I went to a family reunion in 2011 where I was seniored by everyone else there by at least 50 years and found out that I come from a lineage of documentarians—history book writers, speechwriters, photographers, book publishers. My entire extended family seemed to be as obsessed, if not more, with preserving the histories of the people around them. Maybe there’s something in my DNA?
Really searching and finding something to live for and sharing that potential with like-minded people is magical.
I did two years of college in upstate New York at SUNY Purchase before dropping out and moving to Brooklyn. Purchase had been filled with budding musicians. It felt like everyone I knew was in a band or was a rapper, and I was pretty certain they were all going to be the most successful artists in the history of the world. I started to spend every bit of my free time shooting musicians, because their journey upwards and onwards felt important and inspiring. Then I discovered the ecosystems around them and my lens expanded. I never set out to be a music photographer, but my early 20s were spent in a world built around music. Through years of shooting musicians and celebrities and subcultures, I’ve found that I’m just as passionate about the worlds that surround and inform a scene as the scene or individual characters. That’s how my love affair and obsession with the wide universe of fans began.

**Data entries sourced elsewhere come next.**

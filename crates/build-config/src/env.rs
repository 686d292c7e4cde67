//! Build environment application
//!
//! Applies a resolved plan to a set of environment variables the way a
//! make-style build graph consumes them. Tool variables are assigned,
//! flag variables are appended so the caller's own flags survive.

use std::collections::BTreeMap;

use tracing::debug;

use crate::plan::ResolvedBuildPlan;

/// Environment variables owned by the calling build graph
#[derive(Debug, Clone, Default)]
pub struct BuildEnv {
    vars: BTreeMap<String, String>,
}

impl BuildEnv {
    /// Create an empty environment
    pub fn new() -> Self {
        Self::default()
    }

    /// Start from an existing set of variables
    pub fn with_base<I, K, V>(base: I) -> Self
    where
        I: IntoIterator<Item = (K, V)>,
        K: Into<String>,
        V: Into<String>,
    {
        Self {
            vars: base
                .into_iter()
                .map(|(key, value)| (key.into(), value.into()))
                .collect(),
        }
    }

    /// Apply a resolved plan.
    ///
    /// `CXXFLAGS` receives the shared compile flags plus the C++-only
    /// additions. Definitions render into `CPPFLAGS`, libraries into
    /// `LDLIBS`, and the shared-library suffix lands in `SHLIBSUFFIX`.
    pub fn apply(&mut self, plan: &ResolvedBuildPlan) {
        self.set("CC", plan.cc.to_string_lossy());
        self.set("CXX", plan.cxx.to_string_lossy());
        self.set("AS", plan.assembler.to_string_lossy());
        self.set("AR", plan.ar.to_string_lossy());
        self.set("RANLIB", plan.ranlib.to_string_lossy());
        self.set("SHLIBSUFFIX", plan.shared_lib_suffix);

        self.append("CFLAGS", plan.cflags.join(" "));

        let mut cxxflags = plan.cflags.clone();
        cxxflags.extend(plan.cxxflags.iter().cloned());
        self.append("CXXFLAGS", cxxflags.join(" "));

        self.append("ASFLAGS", plan.asflags.join(" "));
        self.append("LDFLAGS", plan.ldflags.join(" "));

        let defines: Vec<String> = plan.defines.iter().map(|d| d.as_flag()).collect();
        self.append("CPPFLAGS", defines.join(" "));

        let libs: Vec<String> = plan
            .link_libs
            .iter()
            .map(|lib| format!("-l{}", lib))
            .collect();
        self.append("LDLIBS", libs.join(" "));

        debug!("Applied build plan for {} to environment", plan.triple);
    }

    /// Set a variable, replacing any existing value
    pub fn set(&mut self, key: impl Into<String>, value: impl Into<String>) {
        self.vars.insert(key.into(), value.into());
    }

    /// Append to a variable, preserving any existing value
    pub fn append(&mut self, key: impl Into<String>, value: impl Into<String>) {
        let key = key.into();
        let value = value.into();

        match self.vars.get_mut(&key) {
            Some(existing) if !existing.is_empty() => {
                existing.push(' ');
                existing.push_str(&value);
            }
            _ => {
                self.vars.insert(key, value);
            }
        }
    }

    /// Look up a variable
    pub fn get(&self, key: &str) -> Option<&str> {
        self.vars.get(key).map(String::as_str)
    }

    /// All variables, ordered by name
    pub fn vars(&self) -> &BTreeMap<String, String> {
        &self.vars
    }

    /// Shell export commands (for terminal display)
    pub fn shell_exports(&self) -> String {
        let mut exports = String::new();

        for (key, value) in &self.vars {
            if cfg!(windows) {
                exports.push_str(&format!("set {}={}\n", key, value));
            } else {
                exports.push_str(&format!("export {}=\"{}\"\n", key, value));
            }
        }

        exports
    }
}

I didn’t grow up religious and no one in my family is devoted to any specific belief system or thing. I also moved around a lot as a child. That combination has given me a weird fascination with people who have an unwavering devotion. I find deep personal joy in capturing the adoration that other people create for themselves through their fandom. The amount of love that exists in a venue when you have hundreds or thousands of people focusing their energy on shared appreciation of one thing is so special and is so hard to find elsewhere in life. I’m addicted to that feeling and to the groups of people who structure their lives around chasing it. I’m not particularly interested in asking deep questions about why they care, or the details of their fandom, I just find myself in awe of that pure dedication, and I’m almost jealous of their blind love for something they’ve made so much bigger than themselves.
Having faith in something other than yourself is difficult right now, and I think being a fan offers a lot of the same promise of religion or faith. Really searching and finding something to live for and sharing that potential with like-minded people is magical. That’s the emotion and the moment I find myself searching for and photographing when I’m jammed into the front row. It doesn’t matter if it’s at a rap show, the Warped Tour, a Christian rock or heavy metal festival. It’s the same feeling—it’s finding that person in the mosh pit that moves like you, a new best friend with a matching Paramore shirt in the bathroom line. All of the reunions and the breakups and the romance and the unending love for a world that is created by, sustained, and sometimes even destroyed through this singular act of devotion.